- **WORK ITEM**
A line belongs in the answer only if it contains the word "UserService"; copy every such line from the listing below.

- **DATA SUPPLIED**

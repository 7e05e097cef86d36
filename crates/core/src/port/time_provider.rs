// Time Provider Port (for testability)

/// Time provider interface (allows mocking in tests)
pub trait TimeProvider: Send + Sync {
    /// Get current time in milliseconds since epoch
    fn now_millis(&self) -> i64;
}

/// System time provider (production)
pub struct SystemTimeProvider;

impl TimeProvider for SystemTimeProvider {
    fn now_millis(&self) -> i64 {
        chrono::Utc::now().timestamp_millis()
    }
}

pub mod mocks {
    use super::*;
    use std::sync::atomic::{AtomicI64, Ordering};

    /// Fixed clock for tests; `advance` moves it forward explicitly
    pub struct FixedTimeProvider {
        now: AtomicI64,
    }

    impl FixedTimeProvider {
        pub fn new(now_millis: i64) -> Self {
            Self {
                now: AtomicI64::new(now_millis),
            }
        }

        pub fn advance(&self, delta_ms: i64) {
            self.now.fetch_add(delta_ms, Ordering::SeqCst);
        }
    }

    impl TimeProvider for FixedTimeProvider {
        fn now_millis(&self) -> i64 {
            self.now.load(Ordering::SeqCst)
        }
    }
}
--
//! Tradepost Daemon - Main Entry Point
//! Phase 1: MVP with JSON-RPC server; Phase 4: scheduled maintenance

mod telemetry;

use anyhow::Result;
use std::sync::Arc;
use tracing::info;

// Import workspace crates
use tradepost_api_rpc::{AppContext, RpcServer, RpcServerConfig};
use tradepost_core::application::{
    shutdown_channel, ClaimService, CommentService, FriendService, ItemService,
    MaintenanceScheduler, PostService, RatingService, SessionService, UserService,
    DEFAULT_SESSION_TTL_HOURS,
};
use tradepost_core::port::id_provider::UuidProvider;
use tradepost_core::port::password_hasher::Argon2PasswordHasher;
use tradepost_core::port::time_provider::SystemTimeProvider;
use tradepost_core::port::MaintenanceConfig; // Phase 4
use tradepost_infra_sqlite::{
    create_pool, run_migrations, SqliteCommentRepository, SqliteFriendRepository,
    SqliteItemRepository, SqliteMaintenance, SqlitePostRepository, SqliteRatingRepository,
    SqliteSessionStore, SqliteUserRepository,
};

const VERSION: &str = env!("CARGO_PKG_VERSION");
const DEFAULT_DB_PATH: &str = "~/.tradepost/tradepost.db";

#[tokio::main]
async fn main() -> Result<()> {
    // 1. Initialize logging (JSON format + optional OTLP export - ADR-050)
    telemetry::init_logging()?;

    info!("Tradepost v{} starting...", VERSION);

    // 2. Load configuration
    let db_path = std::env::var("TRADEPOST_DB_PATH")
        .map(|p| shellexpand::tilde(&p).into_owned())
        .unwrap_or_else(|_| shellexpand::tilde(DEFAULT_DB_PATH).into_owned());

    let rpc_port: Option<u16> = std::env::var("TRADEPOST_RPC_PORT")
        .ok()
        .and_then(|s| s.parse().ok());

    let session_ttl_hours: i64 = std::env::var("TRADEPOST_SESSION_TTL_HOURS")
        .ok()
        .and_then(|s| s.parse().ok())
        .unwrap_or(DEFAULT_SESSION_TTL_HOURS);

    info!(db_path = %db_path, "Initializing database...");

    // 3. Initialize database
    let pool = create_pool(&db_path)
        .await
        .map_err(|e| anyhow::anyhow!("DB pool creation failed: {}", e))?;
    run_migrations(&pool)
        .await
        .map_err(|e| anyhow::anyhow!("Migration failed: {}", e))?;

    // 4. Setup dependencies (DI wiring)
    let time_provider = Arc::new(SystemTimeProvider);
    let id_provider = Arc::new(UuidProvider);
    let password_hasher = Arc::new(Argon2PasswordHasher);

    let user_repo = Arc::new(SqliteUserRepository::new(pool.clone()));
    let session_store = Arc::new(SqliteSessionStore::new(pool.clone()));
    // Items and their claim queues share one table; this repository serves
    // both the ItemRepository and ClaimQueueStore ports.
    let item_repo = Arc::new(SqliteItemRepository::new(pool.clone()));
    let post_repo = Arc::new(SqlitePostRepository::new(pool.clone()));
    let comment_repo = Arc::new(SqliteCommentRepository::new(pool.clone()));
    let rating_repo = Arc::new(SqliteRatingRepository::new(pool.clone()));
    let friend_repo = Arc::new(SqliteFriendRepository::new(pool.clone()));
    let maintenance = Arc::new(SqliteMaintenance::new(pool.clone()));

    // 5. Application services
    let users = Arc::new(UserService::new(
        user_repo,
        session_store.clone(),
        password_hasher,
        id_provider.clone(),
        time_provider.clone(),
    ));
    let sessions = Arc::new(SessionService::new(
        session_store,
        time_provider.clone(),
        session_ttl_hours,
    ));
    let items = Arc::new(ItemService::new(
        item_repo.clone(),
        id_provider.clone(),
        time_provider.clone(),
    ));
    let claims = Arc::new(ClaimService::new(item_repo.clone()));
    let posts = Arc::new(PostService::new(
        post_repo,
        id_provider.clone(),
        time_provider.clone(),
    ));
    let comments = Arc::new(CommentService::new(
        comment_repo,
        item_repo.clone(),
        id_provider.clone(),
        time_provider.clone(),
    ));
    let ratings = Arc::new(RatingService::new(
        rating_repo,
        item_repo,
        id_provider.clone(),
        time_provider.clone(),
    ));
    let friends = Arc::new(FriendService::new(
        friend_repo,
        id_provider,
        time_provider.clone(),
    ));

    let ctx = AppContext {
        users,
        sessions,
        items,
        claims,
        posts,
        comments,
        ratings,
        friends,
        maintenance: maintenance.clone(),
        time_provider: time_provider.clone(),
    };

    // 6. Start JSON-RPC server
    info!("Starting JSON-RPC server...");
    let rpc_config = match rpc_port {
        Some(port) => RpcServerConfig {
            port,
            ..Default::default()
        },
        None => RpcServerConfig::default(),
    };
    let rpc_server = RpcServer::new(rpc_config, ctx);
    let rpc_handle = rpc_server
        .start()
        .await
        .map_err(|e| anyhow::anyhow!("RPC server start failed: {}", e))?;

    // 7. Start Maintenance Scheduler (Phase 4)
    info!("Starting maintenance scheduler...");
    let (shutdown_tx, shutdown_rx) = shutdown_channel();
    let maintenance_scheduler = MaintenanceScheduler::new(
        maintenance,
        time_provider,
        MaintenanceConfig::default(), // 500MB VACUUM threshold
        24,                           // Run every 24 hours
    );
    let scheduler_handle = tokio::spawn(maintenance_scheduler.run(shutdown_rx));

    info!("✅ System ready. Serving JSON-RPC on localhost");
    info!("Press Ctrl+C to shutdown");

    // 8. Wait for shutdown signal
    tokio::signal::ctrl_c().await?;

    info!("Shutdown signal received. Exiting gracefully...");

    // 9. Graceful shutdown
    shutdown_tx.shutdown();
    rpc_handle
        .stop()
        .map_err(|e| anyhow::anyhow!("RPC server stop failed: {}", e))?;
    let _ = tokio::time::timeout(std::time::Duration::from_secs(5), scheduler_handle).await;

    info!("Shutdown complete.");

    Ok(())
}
---
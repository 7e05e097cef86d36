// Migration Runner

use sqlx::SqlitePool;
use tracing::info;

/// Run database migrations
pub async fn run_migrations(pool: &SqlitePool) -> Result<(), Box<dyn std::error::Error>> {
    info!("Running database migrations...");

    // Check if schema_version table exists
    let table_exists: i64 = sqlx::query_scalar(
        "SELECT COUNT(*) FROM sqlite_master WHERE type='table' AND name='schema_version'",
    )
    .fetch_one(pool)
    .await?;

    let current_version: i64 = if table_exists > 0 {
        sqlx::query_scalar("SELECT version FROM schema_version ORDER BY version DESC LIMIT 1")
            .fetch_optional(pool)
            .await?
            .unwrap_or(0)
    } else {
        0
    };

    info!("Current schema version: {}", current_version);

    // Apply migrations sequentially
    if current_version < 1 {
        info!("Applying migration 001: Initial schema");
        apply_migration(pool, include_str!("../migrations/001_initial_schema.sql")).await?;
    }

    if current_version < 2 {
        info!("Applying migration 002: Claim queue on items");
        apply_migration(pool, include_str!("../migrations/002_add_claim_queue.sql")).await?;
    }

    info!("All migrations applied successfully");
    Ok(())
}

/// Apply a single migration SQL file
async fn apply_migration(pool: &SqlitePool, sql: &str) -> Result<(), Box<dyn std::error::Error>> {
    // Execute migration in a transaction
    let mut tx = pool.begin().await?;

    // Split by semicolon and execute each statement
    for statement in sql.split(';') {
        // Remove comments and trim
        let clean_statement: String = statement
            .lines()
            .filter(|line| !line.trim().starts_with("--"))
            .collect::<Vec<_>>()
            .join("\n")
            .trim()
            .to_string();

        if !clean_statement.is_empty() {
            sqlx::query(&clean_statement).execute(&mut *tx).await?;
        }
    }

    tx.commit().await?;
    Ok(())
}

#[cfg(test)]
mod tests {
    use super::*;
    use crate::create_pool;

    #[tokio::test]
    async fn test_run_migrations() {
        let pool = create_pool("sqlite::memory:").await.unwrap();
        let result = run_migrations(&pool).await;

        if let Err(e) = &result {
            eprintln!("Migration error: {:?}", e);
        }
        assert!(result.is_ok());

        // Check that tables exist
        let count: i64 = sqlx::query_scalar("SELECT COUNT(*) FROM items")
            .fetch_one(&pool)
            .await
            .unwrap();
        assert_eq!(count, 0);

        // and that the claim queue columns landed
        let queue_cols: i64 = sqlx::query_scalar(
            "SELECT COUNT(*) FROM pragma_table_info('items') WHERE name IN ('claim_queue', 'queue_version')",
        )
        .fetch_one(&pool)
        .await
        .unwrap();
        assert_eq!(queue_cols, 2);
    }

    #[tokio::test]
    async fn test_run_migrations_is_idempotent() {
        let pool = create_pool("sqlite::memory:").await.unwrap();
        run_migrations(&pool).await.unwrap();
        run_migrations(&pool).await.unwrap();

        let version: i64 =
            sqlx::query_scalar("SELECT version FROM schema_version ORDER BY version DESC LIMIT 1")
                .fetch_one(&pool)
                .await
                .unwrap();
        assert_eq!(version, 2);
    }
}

- **RESPONSE TO THE TASK**
    MaintenanceScheduler, PostService, RatingService, SessionService, UserService,
    let users = Arc::new(UserService::new(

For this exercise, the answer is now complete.